Der Hof bewirtschaftet rund 650 Hektar Ackerland, hält 5.000 Mastschweine und betreibt eine 1,8-Megawatt-Biogasanlage. Mit dieser Größe und Vielfalt zählt er zu den größeren und vielseitigeren Agrarbetrieben der Region. Ein solches Unternehmen erfordert präzise Planung und enges Zusammenwirken.
Um die Arbeit effizient zu organisieren, haben die Brüder die Aufgaben untereinander aufgeteilt. Jeder konzentriert sich auf einen eigenen Schwerpunktbereich des Hofs. Diese Arbeitsteilung optimiert die Abläufe und verhindert, dass eine Einzelperson die gesamte Last tragen muss.

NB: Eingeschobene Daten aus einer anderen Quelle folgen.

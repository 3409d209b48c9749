//! Error types exposed by the rewrite pipeline and its adapters.

use thiserror::Error;

/// Errors surfaced while validating input, loading configuration, or writing
/// output.
///
/// Individual backend attempts never produce this type; they are classified
/// by the dispatcher and folded into a [`crate::RewriteResult`].
#[derive(Debug, Clone, Error, PartialEq, Eq)]
pub enum RewriteError {
    /// The feedback text was empty or whitespace-only.
    #[error("feedback text is required; please enter your feedback first")]
    EmptyInput,

    /// Configuration could not be loaded or is inconsistent.
    #[error("configuration error: {message}")]
    Configuration {
        /// Details about the configuration failure.
        message: String,
    },

    /// Local I/O operation failed.
    #[error("I/O error: {message}")]
    Io {
        /// Error detail from the underlying I/O operation.
        message: String,
    },

    /// An export template could not be compiled or rendered.
    #[error("template error: {message}")]
    Template {
        /// Details from the template engine.
        message: String,
    },
}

Der Erfolg dieses Modells hängt von Abstimmung, Vertrauen und klaren Regeln ab. Die Geschwister müssen eng zusammenarbeiten, um die Produktivität und Stabilität des Betriebs zu sichern. Ihr Ansatz zeigt, wie geteilte Führung in der modernen Landwirtschaft funktionieren kann.
Die gemeinsame Übernahme durch die Oestmann-Brüder markiert einen bemerkenswerten Wandel im Betriebsmanagement. Durch die Aufgabenteilung und Teamarbeit wollen sie den Hof langfristig erhalten. Ihr Modell könnte anderen familiengeführten Betrieben, die vor Nachfolgefragen stehen, als Vorbild dienen.